Andrew Bartlett notes that the Government has used its Senate majority to stifle thorough examination and debate of the legislation it’s proposing over indigenous communities in the Northern Territory and over water management in the Murray-Darling Basin: both bills were introduced only this week, and they will be in Committee for only one day – today.
Many witnesses/experts/stakeholders were only informed yesterday that they would be required to give testimony today. But two witnesses who weren’t asked to appear were the authors of the Little Children Are Sacred report which the government used to justify its indigenous intervention under the emergency powers.
Rex Wild QC and Pat Anderson are going to the Senate and making themselves available for questioning despite not being invited – there is a lunch break in the Committee proceedings and Anderson and Wild will present themselves to interested Senators at that time. As Andrew says,
Given they were obviously available to give evidence, it is amazing that they weren’t invited to evidence to the formal Committee proceedings.

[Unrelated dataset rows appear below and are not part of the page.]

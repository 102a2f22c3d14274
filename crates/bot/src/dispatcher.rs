//! Update dispatcher
//!
//! Activates exactly one delivery mode and hands every non-empty update to
//! the update handler.
//!
//! * Polling: a background task drains the subscription and spawns one
//!   detached task per update. Invocations are not awaited, retried or
//!   ordered, and a failing one never stops the loop.
//! * Webhook: the URL is registered once and `POST /hook/telegram` waits for
//!   each update's invocation before answering `200 OK`, regardless of the
//!   handler outcome.
//!
//! Both paths share the same empty-update filter.

use crate::client::{BotClient, UpdateStream};
use crate::handlers::{HandlerContext, UpdateHandler};
use crate::update::{InboundMessage, InboundUpdate};
use axum::body::Bytes;
use axum::extract::State;
use axum::http::StatusCode;
use axum::routing::post;
use axum::Router;
use chatgate_core::{webhook_target, DeliveryMode, StartupError, WEBHOOK_PATH};
use std::sync::Arc;
use tokio::task::JoinHandle;
use url::Url;

/// Dispatcher before a delivery mode is active
#[derive(Clone)]
pub struct UpdateDispatcher {
    handler: Arc<dyn UpdateHandler>,
    ctx: HandlerContext,
}

/// The active delivery mode
pub enum Delivery {
    /// Consumer task draining the polling subscription
    Polling { consumer: JoinHandle<()> },

    /// Registered webhook and the route that receives it
    Webhook { url: Url, routes: Router },
}

impl UpdateDispatcher {
    pub fn new(handler: Arc<dyn UpdateHandler>, ctx: HandlerContext) -> Self {
        Self { handler, ctx }
    }

    /// Activate the delivery mode
    ///
    /// Consumes the dispatcher, so a process can only ever activate one mode.
    /// Webhook registration failure is startup-fatal; there is no fallback
    /// to polling.
    pub async fn activate<C>(
        self,
        mode: &DeliveryMode,
        client: &C,
        poll_timeout_secs: u32,
    ) -> Result<Delivery, StartupError>
    where
        C: BotClient + ?Sized,
    {
        match mode {
            DeliveryMode::Polling => {
                tracing::info!("Hook was not provided, starting bot with polling");

                let updates = client.subscribe_updates(poll_timeout_secs).await;
                let consumer = self.spawn_consumer(updates);

                Ok(Delivery::Polling { consumer })
            }
            DeliveryMode::Webhook { base_url } => {
                let url = webhook_target(base_url).map_err(|e| {
                    StartupError::WebhookRegistration {
                        url: format!("{}{}", base_url.trim_end_matches('/'), WEBHOOK_PATH),
                        reason: e.to_string(),
                    }
                })?;

                client.register_webhook(url.clone()).await.map_err(|e| {
                    StartupError::WebhookRegistration {
                        url: url.to_string(),
                        reason: format!("{e:#}"),
                    }
                })?;

                tracing::info!(url = %url, "✓ Webhook registration completed");

                Ok(Delivery::Webhook {
                    url,
                    routes: self.webhook_routes(),
                })
            }
        }
    }

    /// Spawn a detached handler invocation for one polled update
    ///
    /// Returns `None` when the update carries no message.
    pub fn dispatch(&self, update: InboundUpdate) -> Option<JoinHandle<()>> {
        let message = admit(update)?;
        let handler = Arc::clone(&self.handler);
        let ctx = self.ctx.clone();

        Some(tokio::spawn(async move {
            invoke(handler.as_ref(), &ctx, message).await;
        }))
    }

    /// Handle one pushed update and wait for the handler to finish
    ///
    /// The invocation runs in its own task so a panicking handler cannot
    /// unwind the caller. Returns whether the handler ran.
    pub async fn handle_inline(&self, update: InboundUpdate) -> bool {
        let Some(invocation) = self.dispatch(update) else {
            return false;
        };

        if let Err(e) = invocation.await {
            tracing::warn!("Update handler task failed: {}", e);
        }
        true
    }

    fn spawn_consumer(self, mut updates: UpdateStream) -> JoinHandle<()> {
        tokio::spawn(async move {
            while let Some(update) = updates.recv().await {
                self.dispatch(update);
            }
            tracing::info!("Update subscription ended, polling consumer stopped");
        })
    }

    fn webhook_routes(self) -> Router {
        Router::new()
            .route(WEBHOOK_PATH, post(receive_update))
            .with_state(self)
    }
}

impl Delivery {
    pub const fn mode_name(&self) -> &'static str {
        match self {
            Self::Polling { .. } => "polling",
            Self::Webhook { .. } => "webhook",
        }
    }

    /// Register the delivery's routes, if any, on `router`
    ///
    /// Polling registers nothing and hands back its consumer task.
    pub fn mount(self, router: Router) -> (Router, Option<JoinHandle<()>>) {
        match self {
            Self::Polling { consumer } => (router, Some(consumer)),
            Self::Webhook { routes, .. } => (router.merge(routes), None),
        }
    }
}

/// Webhook endpoint; the platform always gets `200 OK`
async fn receive_update(State(dispatcher): State<UpdateDispatcher>, body: Bytes) -> StatusCode {
    match serde_json::from_slice::<InboundUpdate>(&body) {
        Ok(update) => {
            dispatcher.handle_inline(update).await;
        }
        Err(e) => {
            tracing::debug!("Ignoring undecodable webhook body: {}", e);
        }
    }

    StatusCode::OK
}

/// Empty-update filter shared by both delivery modes
fn admit(update: InboundUpdate) -> Option<InboundMessage> {
    let update_id = update.update_id;
    let message = update.into_message();

    if message.is_none() {
        tracing::debug!("Skipping update {} without message", update_id);
    }

    message
}

async fn invoke(handler: &dyn UpdateHandler, ctx: &HandlerContext, message: InboundMessage) {
    let chat_id = message.chat.id;
    let message_id = message.message_id;

    if let Err(e) = handler.handle(ctx, message).await {
        tracing::warn!(chat_id, message_id, "Update handler failed: {:#}", e);
    }
}
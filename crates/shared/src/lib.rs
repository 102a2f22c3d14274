//! Process bootstrap helpers shared by the chatgate binaries

pub mod bootstrap;
//! API route modules

pub mod graphql;
pub mod health;
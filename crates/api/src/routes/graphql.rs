//! GraphQL endpoint
//!
//! Only registered when the GraphQL feature is enabled; without it the path
//! falls through to the router's default 404.

use crate::error::ApiError;
use crate::graphql::{GRAPHQL_PATH, QueryEngine};
use axum::{Json, Router, extract::State, extract::rejection::JsonRejection, routing::post};

async fn graphql_handler(
    State(engine): State<QueryEngine>,
    payload: Result<Json<async_graphql::Request>, JsonRejection>,
) -> Result<Json<async_graphql::Response>, ApiError> {
    let Json(request) = payload?;
    Ok(Json(engine.execute(request).await))
}

/// Register the GraphQL route on `router`
pub fn mount(router: Router, engine: QueryEngine) -> Router {
    router.merge(
        Router::new()
            .route(GRAPHQL_PATH, post(graphql_handler))
            .with_state(engine),
    )
}
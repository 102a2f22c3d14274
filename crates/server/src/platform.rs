//! Production platform: Postgres, Telegram and a TCP listener

use crate::startup::Platform;
use api::QueryEngine;
use async_trait::async_trait;
use axum::Router;
use bot::TelegramClient;
use chatgate_core::{DatabaseConfig, StartupError};
use sqlx::PgPool;
use tokio::signal;
use tokio::task::JoinHandle;
use tokio_util::sync::CancellationToken;

#[derive(Debug, Default, Clone, Copy)]
pub struct TelegramPlatform;

#[async_trait]
impl Platform for TelegramPlatform {
    type Client = TelegramClient;

    async fn open_database(&self, config: &DatabaseConfig) -> Result<PgPool, StartupError> {
        chatgate_shared::bootstrap::open_database(config).await
    }

    async fn ping_database(&self, pool: &PgPool) -> Result<(), StartupError> {
        chatgate_shared::bootstrap::ping_database(pool).await
    }

    async fn migrate_database(&self, pool: &PgPool) -> Result<(), StartupError> {
        sqlx::migrate!("../../migrations")
            .run(pool)
            .await
            .map_err(|e| StartupError::Migration(e.to_string()))?;

        tracing::info!("✓ Migrations completed");
        Ok(())
    }

    async fn authenticate(
        &self,
        token: &str,
        poll_timeout_secs: u32,
    ) -> Result<TelegramClient, StartupError> {
        TelegramClient::authenticate(token, poll_timeout_secs)
            .await
            .map_err(|e| StartupError::BotAuthentication(format!("{e:#}")))
    }

    async fn build_query_engine(&self, pool: &PgPool) -> Result<QueryEngine, StartupError> {
        QueryEngine::connect(pool.clone()).await
    }

    async fn serve(
        &self,
        addr: &str,
        router: Router,
        consumer: Option<JoinHandle<()>>,
    ) -> Result<(), StartupError> {
        let shutdown = CancellationToken::new();

        let signal_token = shutdown.clone();
        tokio::spawn(async move {
            wait_for_shutdown().await;
            tracing::info!("📡 Shutdown signal received");
            signal_token.cancel();
        });

        let result = api::run_api(router, addr, shutdown).await;

        if let Some(consumer) = consumer {
            consumer.abort();
            tracing::info!("Polling consumer stopped");
        }

        result
    }
}

async fn wait_for_shutdown() {
    let ctrl_c = async {
        if let Err(e) = signal::ctrl_c().await {
            tracing::error!("Failed to listen for Ctrl+C: {}", e);
            std::future::pending::<()>().await;
        }
    };

    #[cfg(unix)]
    let terminate = async {
        match signal::unix::signal(signal::unix::SignalKind::terminate()) {
            Ok(mut sigterm) => {
                sigterm.recv().await;
            }
            Err(e) => {
                tracing::error!("Failed to install SIGTERM handler: {}", e);
                std::future::pending::<()>().await;
            }
        }
    };

    #[cfg(not(unix))]
    let terminate = std::future::pending::<()>();

    tokio::select! {
        () = ctrl_c => {},
        () = terminate => {},
    }
}
//! Inbound updates
//!
//! One update per platform event, decoded either from a polling response or
//! from a webhook request body. Only the fields handlers need are kept.

use chrono::{DateTime, Utc};
use serde::Deserialize;
use teloxide::types::{Message, Update, UpdateKind};

/// A single chat event
#[derive(Debug, Clone, PartialEq, Eq, Deserialize)]
pub struct InboundUpdate {
    pub update_id: i64,

    /// Absent for edits, callbacks, channel posts and every other kind
    #[serde(default)]
    pub message: Option<InboundMessage>,
}

/// A new message in a chat
#[derive(Debug, Clone, PartialEq, Eq, Deserialize)]
pub struct InboundMessage {
    pub message_id: i64,

    /// Unix seconds
    pub date: i64,

    pub chat: ChatRef,

    #[serde(default)]
    pub from: Option<Sender>,

    #[serde(default)]
    pub text: Option<String>,
}

#[derive(Debug, Clone, PartialEq, Eq, Deserialize)]
pub struct ChatRef {
    pub id: i64,
}

#[derive(Debug, Clone, PartialEq, Eq, Deserialize)]
pub struct Sender {
    pub id: i64,

    #[serde(default)]
    pub username: Option<String>,
}

impl InboundUpdate {
    /// Convert an update received through `getUpdates`
    pub fn from_platform(update: &Update) -> Self {
        let message = match &update.kind {
            UpdateKind::Message(msg) => Some(InboundMessage::from(msg)),
            _ => None,
        };

        Self {
            update_id: i64::from(update.id.0),
            message,
        }
    }

    /// The message payload, or `None` for updates handlers never see
    pub fn into_message(self) -> Option<InboundMessage> {
        self.message
    }
}

impl From<&Message> for InboundMessage {
    fn from(msg: &Message) -> Self {
        Self {
            message_id: i64::from(msg.id.0),
            date: msg.date.timestamp(),
            chat: ChatRef { id: msg.chat.id.0 },
            from: msg.from.as_ref().and_then(|user| {
                let id = i64::try_from(user.id.0).ok()?;
                Some(Sender {
                    id,
                    username: user.username.clone(),
                })
            }),
            text: msg.text().map(str::to_owned),
        }
    }
}

impl InboundMessage {
    /// Send time; falls back to now for out-of-range timestamps
    pub fn sent_at(&self) -> DateTime<Utc> {
        DateTime::from_timestamp(self.date, 0).unwrap_or_else(Utc::now)
    }
}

Bernice Balconey notes that the more we learn about the legislation for the indigenous emergency intervention plan, the more it smells of unredeemed racism, seeking to roll back every minor gain made by our indigenous people in the last half-century.
This sort of railroading of legislation, cynically bypassing full and proper review by the Upper House, is exactly why we need a Senate which balances the Lower House by not having a government party majority.